Most importantly, can’t trust who this secret is forcing me to become. I trudge along the path to my high school admin block – thanks, Nan, for ruining my life with therapy.
‘Kooky Kirra,’ a classmate sniggers from behind. I stick to my usual plan: keep my head down and motor away. ‘Kook Kirra has no –’
‘She can’t be a kook,’ a male voice interrupts. ‘You seen her surf? She rips.’
I’m tempted to check who’s sticking up for me but then he adds, ‘Cracked Kirra works better – ’specially if she needs weekly therapy. My brother doesn’t go that much and he’s suicidal.’
‘Shut up, Shawn,’ the first voice says. ‘Suicide’s not funny. And you can’t surf for –’
‘Cursed Kirraahhh,’ booms down the path, and my foot Falcon hits the accelerator. Don’t want to cop another insult from the school’s loudmouth. Wish Mel hadn’t chucked a sickie; she would’ve given them a mouthful, spiced with a few F-bombs. My heartbeat increases with my pace, but Loudmouth’s words bail me up.
‘Whatever she touches is cursed. Her mum: dead. Brother: dead. And her father works in the mines to get away from her. Watch out, Granny, you’re the last one left.’
Loudmouth used to be my friend. Used to live across the street. Used to be puppy-eyed shy. I swing open the office door and launch inside, hoping to avoid her Rottweiler aggression. A waft of air-con collides with the clinging heat and cools the beads of sweat on my skin.
Squinting to stop the fake breeze from plastering my contacts to my eyeballs, I kinda freeze. The door shuts. I’m too late. Their insults flood in.
‘Cursed Kirra will get you killed!’
‘Careful,’ the kook-caller says, ‘she might put a blackfella curse on you.’
Loudmouth roars with laughter, ‘Nah, her granny was fostered by whites. I’d know more about her culture than she does.’
And I gulp back two hundred years of genocide and White Australia policy and Stolen Generations and every town’s segregation line marked by ‘Boundary Street’ and government law banning us from speaking language and practising culture, and a slippery, hollow truth that she’s probably right about Nan.
‘Truth!’ they snarl as if they’re mind readers, and a slap-slap-slap repeats as Loudmouth, no doubt, hi-fives her siccable bitch-pack. Their carry-on rings through the admin courtyard, then seeps under the office door. When their taunting ends, it somehow still haunts me.
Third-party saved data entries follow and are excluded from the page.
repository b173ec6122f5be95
// Configuration management from environment variables

use dotenv::dotenv;
use std::env;
use thiserror::Error;

pub const DEFAULT_PROCEDURE: &str = "upsert_user_profile";
pub const DEFAULT_PROFILE_TABLE: &str = "user_profiles";
pub const DEFAULT_ADMIN_TABLE: &str = "admin_users";
pub const DEFAULT_TIMEOUT_SECS: u64 = 10;
pub const DEFAULT_CONNECT_TIMEOUT_SECS: u64 = 5;

/// Errors raised while validating configuration
#[derive(Debug, Error, PartialEq, Eq)]
pub enum ConfigError {
    #[error("{0} environment variable not set")]
    Missing(&'static str),
    #[error("Invalid SUPABASE_URL '{0}': expected an http(s) URL")]
    InvalidUrl(String),
}

/// Connection settings for the Supabase project
#[derive(Debug, Clone)]
pub struct SupabaseConfig {
    /// Project URL, e.g. https://xyz.supabase.co
    pub url: String,
    /// Public anon key sent as `apikey`
    pub anon_key: String,
    /// Pre-issued user access token
    pub access_token: Option<String>,
    /// Email for password sign-in
    pub email: Option<String>,
    /// Password for password sign-in
    pub password: Option<String>,
    /// Request timeout in seconds
    pub timeout_secs: u64,
    /// Connect timeout in seconds
    pub connect_timeout_secs: u64,
}

impl SupabaseConfig {
    /// Checks that enough is configured to build a client
    pub fn validate(&self) -> Result<(), ConfigError> {
        if self.url.is_empty() {
            return Err(ConfigError::Missing("SUPABASE_URL"));
        }
        if self.anon_key.is_empty() {
            return Err(ConfigError::Missing("SUPABASE_ANON_KEY"));
        }
        if !(self.url.starts_with("http://") || self.url.starts_with("https://")) {
            return Err(ConfigError::InvalidUrl(self.url.clone()));
        }
        Ok(())
    }

    /// Password credentials, when both halves are present
    pub fn credentials(&self) -> Option<(&str, &str)> {
        match (&self.email, &self.password) {
            (Some(email), Some(password)) => Some((email.as_str(), password.as_str())),
            _ => None,
        }
    }
}

/// Names of the procedure and tables the probe exercises
#[derive(Debug, Clone, PartialEq, Eq)]
pub struct ProbeTargets {
    pub procedure: String,
    pub profile_table: String,
    pub admin_table: String,
}

impl Default for ProbeTargets {
    fn default() -> Self {
        Self {
            procedure: DEFAULT_PROCEDURE.to_string(),
            profile_table: DEFAULT_PROFILE_TABLE.to_string(),
            admin_table: DEFAULT_ADMIN_TABLE.to_string(),
        }
    }
}

/// Application configuration
#[derive(Debug, Clone)]
pub struct ProbeConfig {
    pub supabase: SupabaseConfig,
    pub targets: ProbeTargets,
}

impl ProbeConfig {
    /// Load configuration from environment variables
    pub fn from_env() -> Self {
        // Ensure .env file is loaded
        dotenv().ok();

        Self::from_lookup(|key| env::var(key).ok())
    }

    /// Builds configuration from an arbitrary variable source
    pub fn from_lookup<F>(lookup: F) -> Self
    where
        F: Fn(&str) -> Option<String>,
    {
        let non_empty = |key: &str| lookup(key).map(|v| v.trim().to_string()).filter(|v| !v.is_empty());
        let seconds = |key: &str, default: u64| {
            non_empty(key)
                .and_then(|v| v.parse::<u64>().ok())
                .filter(|secs| *secs > 0)
                .unwrap_or(default)
        };

        let supabase = SupabaseConfig {
            url: non_empty("SUPABASE_URL")
                .map(|url| url.trim_end_matches('/').to_string())
                .unwrap_or_default(),
            anon_key: non_empty("SUPABASE_ANON_KEY").unwrap_or_default(),
            access_token: non_empty("SUPABASE_ACCESS_TOKEN"),
            email: non_empty("SUPABASE_EMAIL"),
            password: non_empty("SUPABASE_PASSWORD"),
            timeout_secs: seconds("PROBE_TIMEOUT_SECS", DEFAULT_TIMEOUT_SECS),
            connect_timeout_secs: seconds("PROBE_CONNECT_TIMEOUT_SECS", DEFAULT_CONNECT_TIMEOUT_SECS),
        };

        let defaults = ProbeTargets::default();
        let targets = ProbeTargets {
            procedure: non_empty("PROBE_PROCEDURE").unwrap_or(defaults.procedure),
            profile_table: non_empty("PROBE_PROFILE_TABLE").unwrap_or(defaults.profile_table),
            admin_table: non_empty("PROBE_ADMIN_TABLE").unwrap_or(defaults.admin_table),
        };

        Self { supabase, targets }
    }
}

#[cfg(test)]
mod tests {
    use super::*;
    use std::collections::HashMap;

    fn config_from(pairs: &[(&str, &str)]) -> ProbeConfig {
        let vars: HashMap<String, String> = pairs
            .iter()
            .map(|(k, v)| (k.to_string(), v.to_string()))
            .collect();
        ProbeConfig::from_lookup(|key| vars.get(key).cloned())
    }

    #[test]
    fn defaults_apply_when_nothing_is_set() {
        let config = config_from(&[]);
        assert_eq!(config.targets, ProbeTargets::default());
        assert_eq!(config.supabase.timeout_secs, DEFAULT_TIMEOUT_SECS);
        assert_eq!(config.supabase.connect_timeout_secs, DEFAULT_CONNECT_TIMEOUT_SECS);
        assert_eq!(
            config.supabase.validate(),
            Err(ConfigError::Missing("SUPABASE_URL"))
        );
    }

    #[test]
    fn missing_anon_key_is_reported() {
        let config = config_from(&[("SUPABASE_URL", "https://demo.supabase.co")]);
        assert_eq!(
            config.supabase.validate(),
            Err(ConfigError::Missing("SUPABASE_ANON_KEY"))
        );
    }

    #[test]
    fn url_is_trimmed_and_validated() {
        let config = config_from(&[
            ("SUPABASE_URL", "https://demo.supabase.co/"),
            ("SUPABASE_ANON_KEY", "anon"),
        ]);
        assert_eq!(config.supabase.url, "https://demo.supabase.co");
        assert!(config.supabase.validate().is_ok());

        let bad = config_from(&[("SUPABASE_URL", "demo.supabase.co"), ("SUPABASE_ANON_KEY", "anon")]);
        assert!(matches!(bad.supabase.validate(), Err(ConfigError::InvalidUrl(_))));
    }

    #[test]
    fn unparsable_timeouts_fall_back_to_defaults() {
        let config = config_from(&[("PROBE_TIMEOUT_SECS", "soon"), ("PROBE_CONNECT_TIMEOUT_SECS", "2")]);
        assert_eq!(config.supabase.timeout_secs, DEFAULT_TIMEOUT_SECS);
        assert_eq!(config.supabase.connect_timeout_secs, 2);
    }

    #[test]
    fn zero_timeouts_fall_back_to_defaults() {
        let config = config_from(&[("PROBE_TIMEOUT_SECS", "0"), ("PROBE_CONNECT_TIMEOUT_SECS", "0")]);
        assert_eq!(config.supabase.timeout_secs, DEFAULT_TIMEOUT_SECS);
        assert_eq!(config.supabase.connect_timeout_secs, DEFAULT_CONNECT_TIMEOUT_SECS);
    }

    #[test]
    fn credentials_require_both_halves() {
        let only_email = config_from(&[("SUPABASE_EMAIL", "guest@example.com")]);
        assert!(only_email.supabase.credentials().is_none());

        let both = config_from(&[
            ("SUPABASE_EMAIL", "guest@example.com"),
            ("SUPABASE_PASSWORD", "secret"),
        ]);
        assert_eq!(both.supabase.credentials(), Some(("guest@example.com", "secret")));
    }

    #[test]
    fn blank_values_count_as_unset() {
        let config = config_from(&[("SUPABASE_ACCESS_TOKEN", "  "), ("PROBE_PROCEDURE", "")]);
        assert!(config.supabase.access_token.is_none());
        assert_eq!(config.targets.procedure, DEFAULT_PROCEDURE);
    }
}
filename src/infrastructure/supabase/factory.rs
//! Factory for the backend handle handed to the prober

use std::sync::Arc;
use tracing::{error, info, warn};

use crate::config::SupabaseConfig;
use crate::infrastructure::supabase::{BackendService, SupabaseClient};

/// Factory for creating backend handles
pub struct BackendFactory;

impl BackendFactory {
    /// Builds the client and establishes a session when credentials allow.
    ///
    /// Returns `None` when the project is not configured; the prober reports
    /// that as an unavailable client. A failed sign-in still yields a client,
    /// without a session.
    pub async fn connect(config: &SupabaseConfig) -> Option<Arc<dyn BackendService>> {
        if let Err(e) = config.validate() {
            warn!("Supabase not configured: {}", e);
            return None;
        }

        let client = match SupabaseClient::new(config) {
            Ok(client) => client,
            Err(e) => {
                error!("Failed to create Supabase client: {}", e);
                return None;
            }
        };

        let client = if let Some(token) = &config.access_token {
            info!("Using access token from SUPABASE_ACCESS_TOKEN");
            client.with_access_token(token.clone())
        } else if let Some((email, password)) = config.credentials() {
            match client.sign_in_with_password(email, password).await {
                Ok(session) => {
                    info!("Signed in as {}", email);
                    client.with_access_token(session.access_token)
                }
                Err(e) => {
                    error!("Sign-in failed for {}: {}", email, e);
                    client
                }
            }
        } else {
            client
        };

        Some(Arc::new(client))
    }
}
use serde_json::Value;
use std::process::{Command, Output};

/// Runs the binary with an empty environment so no project is configured
fn run_unconfigured(args: &[&str]) -> Output {
    Command::new(env!("CARGO_BIN_EXE_supabase-probe"))
        .args(args)
        .env_clear()
        .env("RUST_LOG", "info")
        .current_dir(std::env::temp_dir())
        .output()
        .expect("failed to run supabase-probe")
}

#[test]
fn json_report_is_the_only_thing_on_stdout() {
    let output = run_unconfigured(&["probe", "--json"]);
    assert!(output.status.success());

    let report: Value = serde_json::from_slice(&output.stdout).expect("stdout should be one JSON document");
    assert_eq!(report["sequence"], "connection");
    assert_eq!(report["completed"], false);
    assert_eq!(report["steps"][0]["kind"], "client_unavailable");

    // Log lines still appear, on stderr
    let logs = String::from_utf8_lossy(&output.stderr);
    assert!(logs.contains("Supabase client unavailable"));
    assert!(logs.contains("kind=client_unavailable"));
}

#[test]
fn debug_rpc_json_is_parseable() {
    let output = run_unconfigured(&["debug-rpc", "--json"]);
    assert!(output.status.success());

    let report: Value = serde_json::from_slice(&output.stdout).expect("stdout should be one JSON document");
    assert_eq!(report["sequence"], "procedure");
    assert_eq!(report["steps"].as_array().map(Vec::len), Some(1));
}

#[test]
fn without_json_stdout_stays_empty() {
    let output = run_unconfigured(&["probe"]);
    assert!(output.status.success());
    assert!(output.stdout.is_empty());
}
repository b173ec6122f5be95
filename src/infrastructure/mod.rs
pub mod supabase;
The school administrator, with a phone pressed to her ear, swishes her hand for me to take a seat. I slouch into one in the corner away from the goldfish-bowl windows.
If my plan works, today’s session will be different: life-changing different. And if the truth can’t convince them, I’ll surrender to their lies.
The receptionist covers the end of her phone. ‘Kirra?’ A smile pops on her face like an emoji on a screen. ‘You can go in now.’
‘Thanks,’ I lie. I’m as thankful as a vegan winning a meat tray, but I keep my head down and scurry to the counselling room.
Mrs Furroway cradles a coffee cup. There’s nothing wrong with her (no warts or broomstick). She’s a clichéd career spinster: bottle-blonde hair shaped into a notone-strand-out-of-place bob, French-manicured nails, and smothers awkward silences with porcelain-veneered smiles.
‘Hello, Kirra. Please come in, close the door and have a seat.’
I slump onto a plastic chair opposite her ridiculously large desk. The air-con rattles, so does the wasp nest inside me. The stinging and swarming has begun.
‘Kirra, your hair looks lovely. Did you colour it?’ She places her mug down, thuds my file onto her desk (real old-school), and sports a synchronised-swimmer’s smile – perfectly held throughout her whole routine.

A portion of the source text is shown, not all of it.